Myśląc o zachowaniach społecznych należy ująć dwa aspekty, jeden dotyczący rozpoznawania intencji i stanów emocjonalnych własnych i innych osób, a drugi współdziałania z nimi. Już prawidłowo rozwijający się noworodek posiada w swoim repertuarze umiejętności zachowania społeczne, takie jak np.: reagowanie niepokojem na zdenerwowanie matki, zauważanie twarzy, komunikowanie głodu krzykiem, czy uspokajanie się na głos matki. Zachowania te są pierwszymi krokami do dalszego kształtowania relacji społecznych.

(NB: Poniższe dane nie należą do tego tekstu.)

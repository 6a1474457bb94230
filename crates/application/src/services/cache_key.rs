//! Cache key composition
//!
//! Folds the context fingerprint, an item-set signature, and a behavior
//! signature into one bounded-length key, plus diagnostic metrics. The key
//! is a 32-hex-character truncated digest; truncation keeps the storage
//! index compact, and the residual collision risk is accepted at expected
//! table sizes.

use chrono::{DateTime, Utc};
use domain::{
    CacheStrategy, ClothingItem, ItemGranularity, PromptType, RequestContext, UserContext, UserId,
    normalize::normalize_str,
};
use serde::{Deserialize, Serialize};

use super::fingerprint::{
    ContextFingerprint, ExtractedFingerprint, extract_fingerprint, short_digest,
};

const KEY_LEN: usize = 32;
const ITEM_SIGNATURE_LEN: usize = 12;
const USER_PREFIX_LEN: usize = 8;
const STYLE_DIGEST_LEN: usize = 4;
const MEDIUM_TAG_LIMIT: usize = 3;
const ACTIVITY_BUCKET_CAP: u32 = 10;

/// Diagnostic metrics for a composed key
///
/// Tuning and observability only; no correctness decision may read these.
#[derive(Debug, Clone, Copy, PartialEq, Serialize, Deserialize)]
pub struct CacheKeyMetrics {
    /// Fraction of the five fingerprint groups that carried signals
    pub complexity: f64,
    /// How much detail the request carried, saturating at 1.0
    pub specificity: f64,
    /// How long the key is expected to stay valid
    pub stability: f64,
    /// Rough hit-rate expectation for the chosen granularity
    pub hit_probability: f64,
}

/// A composed cache key with its diagnostics
#[derive(Debug, Clone, PartialEq, Serialize, Deserialize)]
pub struct ComposedCacheKey {
    /// 32 hex characters; unique per user at realistic table sizes
    pub key: String,
    /// Diagnostic metrics
    pub metrics: CacheKeyMetrics,
    /// The five signal-group digests behind the key
    pub fingerprint: ContextFingerprint,
}

/// Everything a cache key is derived from
#[derive(Debug, Clone, Copy)]
pub struct CacheRequest<'a> {
    /// Owner of the entry
    pub user_id: &'a UserId,
    /// Wardrobe items the request operates on
    pub items: &'a [ClothingItem],
    /// Free-form request context
    pub context: &'a RequestContext,
    /// The AI task
    pub prompt_type: PromptType,
    /// Longer-lived user signals
    pub user_context: Option<&'a UserContext>,
    /// Hit-rate/specificity trade-off
    pub strategy: CacheStrategy,
}

/// Signature of the item set at the given granularity
///
/// Items are sorted by id first, so request-side ordering never changes the
/// signature. Coarse deliberately discards color and brand; that collision
/// behavior is the performance strategy's contract.
#[must_use]
pub fn item_signature(items: &[ClothingItem], granularity: ItemGranularity) -> String {
    let mut sorted: Vec<&ClothingItem> = items.iter().collect();
    sorted.sort_by(|a, b| a.id.cmp(&b.id));

    let descriptors: Vec<String> = sorted
        .iter()
        .map(|item| item_descriptor(item, granularity))
        .collect();
    short_digest(&descriptors.join(";"), ITEM_SIGNATURE_LEN)
}

fn item_descriptor(item: &ClothingItem, granularity: ItemGranularity) -> String {
    let id = item.id.trim();
    let category = normalize_str(&item.category);
    match granularity {
        ItemGranularity::Coarse => format!("{id}|{category}"),
        ItemGranularity::Medium => {
            let color = item.color.as_deref().map(normalize_str).unwrap_or_default();
            let tags = sorted_tags(&item.style_tags, Some(MEDIUM_TAG_LIMIT));
            format!("{id}|{category}|{color}|{tags}")
        },
        ItemGranularity::Fine => {
            let color = item.color.as_deref().map(normalize_str).unwrap_or_default();
            let brand = item.brand.as_deref().map(normalize_str).unwrap_or_default();
            let tags = sorted_tags(&item.style_tags, None);
            format!("{id}|{category}|{color}|{brand}|{tags}")
        },
    }
}

fn sorted_tags(tags: &[String], limit: Option<usize>) -> String {
    let mut normalized: Vec<String> = tags.iter().map(|tag| normalize_str(tag)).collect();
    normalized.sort();
    if let Some(limit) = limit {
        normalized.truncate(limit);
    }
    normalized.join(",")
}

/// Human-legible behavior signature
///
/// Kept un-hashed on purpose so a key's user segment can be read off during
/// debugging: user-id prefix, capped activity bucket, short style digest.
fn behavior_signature(user_id: &UserId, user_context: Option<&UserContext>) -> String {
    let preferences = user_context.and_then(|u| u.preferences.as_ref());
    let activity = preferences
        .and_then(|p| p.recent_activity_count)
        .unwrap_or(0)
        .min(ACTIVITY_BUCKET_CAP);
    let style = preferences
        .and_then(|p| p.style.as_deref())
        .map(normalize_str)
        .unwrap_or_default();
    format!(
        "{}:a{}:{}",
        user_id.prefix(USER_PREFIX_LEN),
        activity,
        short_digest(&style, STYLE_DIGEST_LEN)
    )
}

/// Compose the cache key for a request at the given instant
#[must_use]
pub fn compose_key(request: &CacheRequest<'_>, now: DateTime<Utc>) -> ComposedCacheKey {
    let extracted = extract_fingerprint(request.context, request.user_context, now);
    let fingerprint = extracted.fingerprint.clone();
    let strategy = request.strategy;

    let items = item_signature(request.items, strategy.granularity());
    let behavior = behavior_signature(request.user_id, request.user_context);

    let mut parts = vec![
        request.user_id.prefix(USER_PREFIX_LEN),
        request.prompt_type.as_str().to_string(),
        items,
        fingerprint.core.clone(),
        fingerprint.style.clone(),
        behavior,
    ];
    if strategy.seasonal_sensitivity() {
        parts.push(fingerprint.temporal.clone());
    }
    if strategy.include_timestamp() {
        // Hour bucket: precision keys roll over hourly.
        parts.push(format!("h{}", now.timestamp() / 3600));
    }

    let key = short_digest(&parts.join("|"), KEY_LEN);
    let metrics = compute_metrics(request, &extracted);

    ComposedCacheKey {
        key,
        metrics,
        fingerprint,
    }
}

#[allow(clippy::cast_precision_loss)]
fn compute_metrics(request: &CacheRequest<'_>, extracted: &ExtractedFingerprint) -> CacheKeyMetrics {
    let strategy = request.strategy;
    let temporal_included = strategy.seasonal_sensitivity() || strategy.include_timestamp();

    let complexity = extracted.populated_groups as f64 / 5.0;
    let specificity =
        ((request.context.signal_count() + request.items.len()) as f64 / 20.0).min(1.0);
    let stability = if temporal_included {
        0.6
    } else if extracted.behavioral_present {
        0.8
    } else {
        0.9
    };
    let hit_probability = stability * strategy.granularity().hit_rate_factor();

    CacheKeyMetrics {
        complexity,
        specificity,
        stability,
        hit_probability,
    }
}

Początkowo dziecko uczy się ich w kontakcie z matką, później z innymi bliskimi osobami dorosłymi, uczy się odróżniania bliskich i nieznajomych, po to, aby około dwudziestego czwartego miesiąca życia budować interakcje z rówieśnikiem,  później pełnić właściwą role w całej grupie dzieci. Badanie omawianych umiejętności musi przebiegać wyłącznie w naturalnych warunkach. Zachowania społeczne zarówno jak zabawa są mocno skorelowane z rozwojem języka. Uczenie się języka zachodzi bowiem tylko w relacjach społecznych początkowo przez naśladowanie, później przez współdziałanie, a w końcowym efekcie przez instrukcję   i korzystanie z wcześniejszych doświadczeń[1].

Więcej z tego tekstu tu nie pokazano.